What a year for finance and everything else! Outstanding market performance stopped in its tracks. Roaring manufacturing and services halted. Initial Public Offerings (IPOs) froze. Pharmaceutical manufacturers and online retailers skyrocketed (“Miracle Cures Come in Small Packages”). Plans and expectations turned upside down for so many.

Consider the fissure between northern and southern Europe. As might have been expected, northern Europe outperforms the South. Unemployment insurance payments as well as the shrinkage of exports and day-to-day business stretches Italy to the breaking point.  A bailout may be in the works for the largest economy on the southern tier of Europe. As the fourth quarter moves along, the euro zone is reluctant to send cash to one of its founding members. A bailout for the home of Ferrari and other luxury goods might start an expensive domino effect across the massive euro zone.  

US stocks sank 11% in about two months but made a good comeback. IPOs came roaring back to lift 2020 to record levels of fundraising. Anyone interested in bonds would expect huge government borrowing as a reaction to cleaning up the financial disaster of the corona virus. Interest rates remain very low, which helps businesses and governments scrape up – and pay back – the needed cash infusions.
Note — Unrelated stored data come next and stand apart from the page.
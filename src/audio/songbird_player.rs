use async_trait::async_trait;
use parking_lot::Mutex;
use serenity::model::id::GuildId;
use songbird::{
    input::YoutubeDl,
    tracks::{PlayMode, TrackHandle},
    Call, Event, EventContext, EventHandler as VoiceEventHandler, Songbird, TrackEvent,
};
use std::{
    sync::{
        atomic::{AtomicBool, AtomicU32, AtomicU64, Ordering},
        Arc, Weak,
    },
    time::Duration,
};
use tracing::{debug, error, info, warn};

use crate::audio::{
    equalizer::EqualizerFactory,
    manager::PlayerFactory,
    player::{AudioEventListener, AudioFrame, AudioPlayer},
    track::{AudioTrack, TrackEndReason},
};

/// Estado de un track compartido por sus relays de eventos
#[derive(Debug, Default)]
struct TrackLifecycle {
    id: u64,
    replaced: AtomicBool,
    started: AtomicBool,
    ended: AtomicBool,
}

impl TrackLifecycle {
    fn new(id: u64) -> Self {
        Self {
            id,
            ..Default::default()
        }
    }

    /// `true` solo la primera vez; el track puede volverse reproducible de nuevo tras un seek
    fn mark_started(&self) -> bool {
        !self.started.swap(true, Ordering::SeqCst)
    }

    /// Motivo de fin, reportado una sola vez por track
    fn end(&self, mode: &PlayMode) -> Option<TrackEndReason> {
        let reason = end_reason(mode, self.replaced.load(Ordering::SeqCst))?;
        (!self.ended.swap(true, Ordering::SeqCst)).then_some(reason)
    }
}

fn end_reason(mode: &PlayMode, replaced: bool) -> Option<TrackEndReason> {
    match mode {
        PlayMode::End => Some(TrackEndReason::Finished),
        PlayMode::Stop if replaced => Some(TrackEndReason::Replaced),
        PlayMode::Stop => Some(TrackEndReason::Stopped),
        PlayMode::Errored(_) => Some(TrackEndReason::LoadFailed),
        _ => None,
    }
}

struct Playing<H = TrackHandle> {
    lifecycle: Arc<TrackLifecycle>,
    track: AudioTrack,
    handle: H,
}

/// Vacía el slot solo si sigue sonando el track `id`
fn clear_if_current<H>(slot: &mut Option<Playing<H>>, id: u64) -> bool {
    slot.take_if(|playing| playing.lifecycle.id == id).is_some()
}

#[derive(Default)]
struct PlayerState {
    current: Mutex<Option<Playing>>,
    next_id: AtomicU64,
    paused: AtomicBool,
    volume: AtomicU32,
    filter: Mutex<Option<Arc<EqualizerFactory>>>,
    listeners: Mutex<Vec<Weak<dyn AudioEventListener>>>,
}

impl PlayerState {
    fn listeners(&self) -> Vec<Arc<dyn AudioEventListener>> {
        let mut listeners = self.listeners.lock();
        listeners.retain(|l| l.strong_count() > 0);
        listeners.iter().filter_map(Weak::upgrade).collect()
    }
}

/// Reproductor sobre un `Call` de songbird.
///
/// Songbird decodifica y mezcla por su cuenta; aquí solo se traduce el
/// contrato de [`AudioPlayer`] y se reenvían los eventos de cada track.
pub struct SongbirdPlayer {
    call: Arc<tokio::sync::Mutex<Call>>,
    client: reqwest::Client,
    state: Arc<PlayerState>,
}

impl SongbirdPlayer {
    pub fn new(call: Arc<tokio::sync::Mutex<Call>>, client: reqwest::Client) -> Self {
        let state = PlayerState {
            volume: AtomicU32::new(100),
            ..Default::default()
        };

        Self {
            call,
            client,
            state: Arc::new(state),
        }
    }

    fn current_handle(&self) -> Option<TrackHandle> {
        self.state.current.lock().as_ref().map(|p| p.handle.clone())
    }
}

#[async_trait]
impl AudioPlayer for SongbirdPlayer {
    fn playing_track(&self) -> Option<AudioTrack> {
        self.state.current.lock().as_ref().map(|p| p.track.clone())
    }

    async fn play_track(&self, track: AudioTrack) {
        let previous = self.state.current.lock().take();
        if let Some(previous) = previous {
            previous.lifecycle.replaced.store(true, Ordering::SeqCst);
            if let Err(e) = previous.handle.stop() {
                warn!("No se pudo detener el track anterior: {}", e);
            }
        }

        let input = YoutubeDl::new(self.client.clone(), track.info().uri.clone());
        let handle = {
            let mut call = self.call.lock().await;
            call.play_input(input.into())
        };

        let volume = self.state.volume.load(Ordering::SeqCst);
        if let Err(e) = handle.set_volume(volume as f32 / 100.0) {
            warn!("No se pudo ajustar el volumen: {}", e);
        }
        if self.state.paused.load(Ordering::SeqCst) {
            if let Err(e) = handle.pause() {
                warn!("No se pudo pausar el track: {}", e);
            }
        }

        let id = self.state.next_id.fetch_add(1, Ordering::SeqCst);
        let lifecycle = Arc::new(TrackLifecycle::new(id));

        // Play solo llega al reanudar; End cubre también los errores
        for event in [TrackEvent::Playable, TrackEvent::End] {
            let relay = TrackEventRelay {
                track: track.clone(),
                state: Arc::downgrade(&self.state),
                lifecycle: Arc::clone(&lifecycle),
            };
            if let Err(e) = handle.add_event(Event::Track(event), relay) {
                error!("Error al agregar event handler: {}", e);
            }
        }

        let equalized = self
            .state
            .filter
            .lock()
            .as_ref()
            .is_some_and(|eq| eq.gains().iter().any(|g| *g != 0.0));
        debug!(
            "🎵 Enviando '{}' a songbird (ecualizador activo: {})",
            track.info().title,
            equalized
        );
        *self.state.current.lock() = Some(Playing {
            lifecycle,
            track,
            handle,
        });
    }

    async fn stop_track(&self) {
        let current = self.state.current.lock().take();
        if let Some(current) = current {
            if let Err(e) = current.handle.stop() {
                warn!("No se pudo detener el track: {}", e);
            }
            info!("⏹️ Track detenido: {}", current.track.info().title);
        }
    }

    fn is_paused(&self) -> bool {
        self.state.paused.load(Ordering::SeqCst)
    }

    fn set_paused(&self, paused: bool) {
        self.state.paused.store(paused, Ordering::SeqCst);
        if let Some(handle) = self.current_handle() {
            let result = if paused { handle.pause() } else { handle.play() };
            if let Err(e) = result {
                warn!("No se pudo cambiar la pausa: {}", e);
            }
        }
    }

    fn volume(&self) -> u32 {
        self.state.volume.load(Ordering::SeqCst)
    }

    fn set_volume(&self, volume: u32) {
        let volume = volume.min(150);
        self.state.volume.store(volume, Ordering::SeqCst);
        if let Some(handle) = self.current_handle() {
            if let Err(e) = handle.set_volume(volume as f32 / 100.0) {
                warn!("No se pudo ajustar el volumen: {}", e);
            }
        }
    }

    async fn position(&self) -> Duration {
        let Some(handle) = self.current_handle() else {
            return Duration::ZERO;
        };
        match handle.get_info().await {
            Ok(info) => info.position,
            Err(_) => Duration::ZERO,
        }
    }

    // Songbird no expone el PCM antes del encoder; la fábrica queda guardada
    fn set_filter_factory(&self, factory: Option<Arc<EqualizerFactory>>) {
        *self.state.filter.lock() = factory;
    }

    fn provide(&self) -> Option<AudioFrame> {
        None
    }

    fn add_listener(&self, listener: Weak<dyn AudioEventListener>) {
        self.state.listeners.lock().push(listener);
    }
}

/// Reenvía los eventos de un track de songbird a los listeners
struct TrackEventRelay {
    track: AudioTrack,
    state: Weak<PlayerState>,
    lifecycle: Arc<TrackLifecycle>,
}

#[async_trait]
impl VoiceEventHandler for TrackEventRelay {
    async fn act(&self, ctx: &EventContext<'_>) -> Option<Event> {
        let EventContext::Track(tracks) = ctx else {
            return None;
        };
        let state = self.state.upgrade()?;
        let (track_state, _) = tracks.first()?;

        if !track_state.playing.is_done() {
            if self.lifecycle.mark_started() {
                for listener in state.listeners() {
                    listener.on_track_start(self.track.clone()).await;
                }
            }
            return None;
        }

        let reason = self.lifecycle.end(&track_state.playing)?;
        if let PlayMode::Errored(e) = &track_state.playing {
            error!("❌ Error en track '{}': {:?}", self.track.info().title, e);
        }

        clear_if_current(&mut state.current.lock(), self.lifecycle.id);

        for listener in state.listeners() {
            listener.on_track_end(self.track.clone(), reason).await;
        }
        None
    }
}

/// Fábrica de reproductores para el [`PlayerManager`](crate::audio::manager::PlayerManager).
///
/// Usa el `Call` del servidor, creándolo si hace falta; la conexión de voz
/// se establece después con `join`.
pub fn player_factory(songbird: Arc<Songbird>, client: reqwest::Client) -> PlayerFactory {
    Box::new(move |guild_id: GuildId| {
        let call = songbird.get_or_insert(guild_id);
        Arc::new(SongbirdPlayer::new(call, client.clone())) as Arc<dyn AudioPlayer>
    })
}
More relief packages appear to be in the works. Investors will note that governments at all levels will be hard pressed to find the taxes they need to cover these mighty plans. 

The daily and weekly stock market spurts of hundreds of points show that the overall economy is alive and well even though investors remain on edge. Online retail has done quite well with Amazon and Walmart rippling along, balancing industries that dipped.
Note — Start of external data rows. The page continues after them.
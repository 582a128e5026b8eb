use serenity::{
    all::{Colour, Timestamp},
    builder::{CreateEmbed, CreateEmbedFooter},
};

use crate::{
    audio::{
        equalizer::BAND_COUNT,
        handler::QueuePosition,
        now_playing::NowPlayingEmbed,
        track::{AudioTrack, QueuedTrack},
    },
    settings::RepeatMode,
    ui::format::format_time,
};

/// Paleta de colores estandarizada para el bot
pub mod colors {
    use serenity::all::Colour;

    pub const SUCCESS_GREEN: Colour = Colour::from_rgb(67, 181, 129);
    pub const ERROR_RED: Colour = Colour::from_rgb(220, 53, 69);
    pub const INFO_BLUE: Colour = Colour::from_rgb(52, 144, 220);
    pub const MUSIC_PURPLE: Colour = Colour::from_rgb(138, 43, 226);
    pub const NEUTRAL_GRAY: Colour = Colour::from_rgb(108, 117, 125);
}

/// Footer estandarizado para todos los embeds
const STANDARD_FOOTER: &str = "🎵 FairPlay";

const ITEMS_PER_PAGE: usize = 10;

/// Convierte el mensaje de "reproduciendo ahora" en un embed de Discord
pub fn create_now_playing_embed(message: &NowPlayingEmbed) -> CreateEmbed {
    let colour = message
        .colour
        .map(Colour::new)
        .unwrap_or(colors::MUSIC_PURPLE);

    let mut embed = CreateEmbed::default().color(colour);
    if let Some(image) = &message.image {
        embed = embed.image(image);
    }

    for field in &message.fields {
        embed = embed.field(&field.name, &field.value, field.inline);
    }
    embed
}

/// Crea un embed para mostrar que se agregó una canción
pub fn create_track_added_embed(track: &AudioTrack, position: QueuePosition) -> CreateEmbed {
    let info = track.info();
    let title = match position {
        QueuePosition::NowPlaying => "▶️ Reproduciendo".to_string(),
        QueuePosition::Queued(index) => format!("✅ Agregada en la posición {}", index + 1),
    };

    let mut embed = CreateEmbed::default()
        .title(title)
        .description(info.markdown_link())
        .color(colors::SUCCESS_GREEN)
        .field("⏱️ Duración", format_time(info.length), true);

    if let Some(author) = &info.author {
        embed = embed.field("🎤 Artista", author, true);
    }

    if let Some(thumbnail) = info.thumbnail() {
        embed = embed.thumbnail(thumbnail);
    }

    embed
        .timestamp(Timestamp::now())
        .footer(CreateEmbedFooter::new(STANDARD_FOOTER))
}

/// Crea un embed para mostrar la cola de reproducción
pub fn create_queue_embed(
    current: Option<&AudioTrack>,
    queue: &[QueuedTrack],
    repeat: RepeatMode,
    page: usize,
) -> CreateEmbed {
    let mut embed = CreateEmbed::default()
        .title("📋 Cola de Reproducción")
        .color(colors::INFO_BLUE);

    if let Some(current) = current {
        embed = embed.field(
            format!("{} Reproduciendo", repeat.emoji()),
            current.info().markdown_link(),
            false,
        );
    }

    if queue.is_empty() {
        return embed
            .description("😴 **La cola está vacía**\n\n💡 Usa `/play <canción>` para agregar música")
            .color(colors::NEUTRAL_GRAY)
            .footer(CreateEmbedFooter::new(STANDARD_FOOTER));
    }

    let total_pages = queue.len().div_ceil(ITEMS_PER_PAGE);
    let page = page.clamp(1, total_pages);
    let start = (page - 1) * ITEMS_PER_PAGE;

    let description: String = queue
        .iter()
        .enumerate()
        .skip(start)
        .take(ITEMS_PER_PAGE)
        .map(|(i, queued)| {
            let info = queued.track().info();
            let requester = queued
                .metadata()
                .owner()
                .map(|user| format!(" • <@{}>", user))
                .unwrap_or_default();
            format!(
                "**{}**. `[{}]` {}{}\n",
                i + 1,
                format_time(info.length),
                info.markdown_link(),
                requester
            )
        })
        .collect();

    embed = embed.field("Próximas canciones", description, false);

    let total: std::time::Duration = queue
        .iter()
        .filter_map(|queued| queued.track().info().length)
        .sum();
    embed = embed.field(
        "Información",
        format!(
            "**Total:** {} canciones • **Duración:** {} • {} **{}**",
            queue.len(),
            format_time(Some(total)),
            repeat.emoji(),
            repeat.user_friendly_name()
        ),
        false,
    );

    embed.footer(CreateEmbedFooter::new(format!(
        "Página {} de {} • FairPlay",
        page, total_pages
    )))
}

/// Crea un embed con las ganancias del ecualizador
pub fn create_equalizer_embed(gains: &[f32; BAND_COUNT]) -> CreateEmbed {
    let bands: String = gains
        .iter()
        .enumerate()
        .map(|(band, gain)| format!("`{:>2}` {:+.2}\n", band, gain))
        .collect();

    CreateEmbed::default()
        .title("🎛️ Ecualizador")
        .description(bands)
        .color(colors::MUSIC_PURPLE)
        .footer(CreateEmbedFooter::new(
            "Presets: reset | normal | outside | bass",
        ))
}

/// Crea un embed de error
pub fn create_error_embed(title: &str, description: &str) -> CreateEmbed {
    CreateEmbed::default()
        .title(format!("❌ {}", title))
        .description(description)
        .color(colors::ERROR_RED)
        .timestamp(Timestamp::now())
        .footer(CreateEmbedFooter::new(STANDARD_FOOTER))
}

/// Crea un embed de éxito
pub fn create_success_embed(title: &str, description: &str) -> CreateEmbed {
    CreateEmbed::default()
        .title(format!("✅ {}", title))
        .description(description)
        .color(colors::SUCCESS_GREEN)
        .timestamp(Timestamp::now())
        .footer(CreateEmbedFooter::new(STANDARD_FOOTER))
}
Tough Times for Countries Dependent on Oil

The “One Singular Sensation” series uncovered Russia’s weaknesses, the wealth of Saudi Arabia and Nigeria’s difficult straits. Shortly after the series ran, and as the Aramco IPO inched forward, the Saudis decided to basically gut Russia’s oil market. Dollars per barrel hit their lowest levels in many years. Saudi Arabia might have pulled this off, but then the two nations sitting on enormous oil pools got together and stopped the marketing blitz. If Aramco had gutted Russia’s connection with Western Europe, the economy of the former Soviet masters would have tanked with a terrible crash.

Without that event, oil in the incredible $20 per barrel range or even $40 means that Russia is in big trouble. The Federation’s GDP slipped 4% this year, a drop that follows years of declining oil prices. Relying on oil to cover your expenses proves a dangerous undertaking. Iran is undergoing 34% inflation in part because like Russia it depends too much on oil. Making an enemy of the US does not help either.

The series on Italy (“All Roads Lead to Rome” — Part I, Part II and Part III) shows the nasty split between the leaders in Rome and the euro zone bosses. The Myth Buster focuses on business and finance rather than politics, but increased spending — even to alleviate the dire coronavirus aftermath — put tremendous pressure on a nation already stretched by slow euro zone growth and rising debt. In years past, Greece was in the hottest water on the continent and had the interest rates to prove it. Italy is a more serious matter, however, because of its size. Greece’s national 10-year bond interest rate stands at a measly 0.69%, So, it is in line with fiscal responsibility, even austerity. Next year will tell whether Italy turns the financial corner.

A Scarlet Letter?

The series on Puritans grabbing control (“Power Tends to Corrupt and Absolute Power Corrupts Absolutely” — Part I, Part II and Part III) raised issues about government and business. Tight restrictions appear to anger some and please others. We focused on companies and industries that thrive in such times and found a surprising number that welcome the shift to working and shopping from home. Among the beneficiaries is a company that needs no financial boost, Microsoft, whose Azure cloud-computing business rang up a 48% increase in revenue in the quarter ended September 30. Casual clothing for those who work at home has leaped to new heights of wealth including sneaker maker Nike, which is at its 52-week high. Amazon, Netflix and Domino’s Pizza are thriving for obvious reasons and need no further attention.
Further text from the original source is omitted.